**Description of the task:** If a line below contains the string "content", copy it out.
[Information provided — start]
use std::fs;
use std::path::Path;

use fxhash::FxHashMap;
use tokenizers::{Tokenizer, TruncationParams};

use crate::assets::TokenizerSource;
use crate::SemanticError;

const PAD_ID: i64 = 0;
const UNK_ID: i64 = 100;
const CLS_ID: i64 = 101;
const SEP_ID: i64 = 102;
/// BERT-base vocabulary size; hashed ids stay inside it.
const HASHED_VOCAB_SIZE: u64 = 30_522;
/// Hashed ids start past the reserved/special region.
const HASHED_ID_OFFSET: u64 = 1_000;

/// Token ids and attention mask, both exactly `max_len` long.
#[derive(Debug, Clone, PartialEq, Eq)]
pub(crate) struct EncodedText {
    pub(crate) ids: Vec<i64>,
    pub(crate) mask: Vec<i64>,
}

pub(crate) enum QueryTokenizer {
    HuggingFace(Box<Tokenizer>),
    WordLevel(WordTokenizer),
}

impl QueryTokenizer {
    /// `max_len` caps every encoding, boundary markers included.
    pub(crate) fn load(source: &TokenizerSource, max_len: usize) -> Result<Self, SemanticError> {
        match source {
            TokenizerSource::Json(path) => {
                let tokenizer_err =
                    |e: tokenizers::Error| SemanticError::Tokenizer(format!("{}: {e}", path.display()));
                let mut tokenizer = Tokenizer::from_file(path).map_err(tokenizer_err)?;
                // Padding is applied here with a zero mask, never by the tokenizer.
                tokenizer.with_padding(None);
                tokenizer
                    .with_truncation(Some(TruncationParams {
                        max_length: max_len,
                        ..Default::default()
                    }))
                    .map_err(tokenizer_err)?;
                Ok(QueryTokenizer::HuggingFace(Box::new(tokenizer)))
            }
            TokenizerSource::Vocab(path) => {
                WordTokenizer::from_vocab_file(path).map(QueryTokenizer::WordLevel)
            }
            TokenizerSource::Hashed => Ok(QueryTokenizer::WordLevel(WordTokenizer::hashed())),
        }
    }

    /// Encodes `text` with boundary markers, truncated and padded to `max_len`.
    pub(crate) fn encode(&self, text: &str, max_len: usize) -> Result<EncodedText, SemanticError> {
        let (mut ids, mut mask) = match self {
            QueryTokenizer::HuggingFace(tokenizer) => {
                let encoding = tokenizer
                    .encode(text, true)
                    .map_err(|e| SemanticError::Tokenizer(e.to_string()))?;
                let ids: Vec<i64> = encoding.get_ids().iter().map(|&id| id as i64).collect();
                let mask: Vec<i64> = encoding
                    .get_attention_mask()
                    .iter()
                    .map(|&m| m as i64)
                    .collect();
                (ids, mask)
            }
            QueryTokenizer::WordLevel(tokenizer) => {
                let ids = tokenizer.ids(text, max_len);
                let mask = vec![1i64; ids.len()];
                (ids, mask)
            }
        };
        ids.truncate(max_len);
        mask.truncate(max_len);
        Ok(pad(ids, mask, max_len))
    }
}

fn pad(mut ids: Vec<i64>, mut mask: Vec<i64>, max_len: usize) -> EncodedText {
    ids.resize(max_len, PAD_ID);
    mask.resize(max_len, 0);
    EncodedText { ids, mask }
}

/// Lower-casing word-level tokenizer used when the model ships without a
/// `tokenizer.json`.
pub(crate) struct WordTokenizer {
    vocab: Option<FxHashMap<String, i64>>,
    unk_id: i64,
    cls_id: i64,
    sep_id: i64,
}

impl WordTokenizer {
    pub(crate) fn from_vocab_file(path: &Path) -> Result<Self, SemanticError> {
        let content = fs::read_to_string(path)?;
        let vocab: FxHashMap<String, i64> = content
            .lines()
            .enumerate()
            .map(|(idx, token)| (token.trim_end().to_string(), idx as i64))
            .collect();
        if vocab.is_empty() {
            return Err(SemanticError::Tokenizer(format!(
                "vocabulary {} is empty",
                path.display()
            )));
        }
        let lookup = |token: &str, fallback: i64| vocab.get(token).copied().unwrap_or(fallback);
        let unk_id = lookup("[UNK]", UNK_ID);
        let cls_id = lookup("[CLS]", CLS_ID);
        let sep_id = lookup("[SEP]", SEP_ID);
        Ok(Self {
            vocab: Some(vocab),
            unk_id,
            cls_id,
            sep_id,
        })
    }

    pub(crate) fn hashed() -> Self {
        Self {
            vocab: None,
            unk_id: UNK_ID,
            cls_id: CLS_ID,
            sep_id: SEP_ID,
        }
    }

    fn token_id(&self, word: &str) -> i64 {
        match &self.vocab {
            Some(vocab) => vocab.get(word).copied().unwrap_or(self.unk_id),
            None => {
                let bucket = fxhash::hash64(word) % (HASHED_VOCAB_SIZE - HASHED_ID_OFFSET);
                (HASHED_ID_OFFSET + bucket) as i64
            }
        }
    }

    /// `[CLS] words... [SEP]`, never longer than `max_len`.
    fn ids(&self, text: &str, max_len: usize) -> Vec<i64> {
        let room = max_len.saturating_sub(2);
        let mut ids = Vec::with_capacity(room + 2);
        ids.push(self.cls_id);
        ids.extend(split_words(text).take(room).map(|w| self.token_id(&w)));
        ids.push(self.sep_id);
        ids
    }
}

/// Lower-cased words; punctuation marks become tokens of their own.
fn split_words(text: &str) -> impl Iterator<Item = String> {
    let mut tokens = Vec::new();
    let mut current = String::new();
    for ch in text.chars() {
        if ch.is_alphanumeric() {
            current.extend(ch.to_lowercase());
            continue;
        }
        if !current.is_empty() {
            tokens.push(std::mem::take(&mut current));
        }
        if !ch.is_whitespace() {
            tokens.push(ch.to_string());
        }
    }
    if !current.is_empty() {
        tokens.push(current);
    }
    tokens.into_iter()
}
[Information provided — finish]
**Written answer:**
        let content = fs::read_to_string(path)?;
        let vocab: FxHashMap<String, i64> = content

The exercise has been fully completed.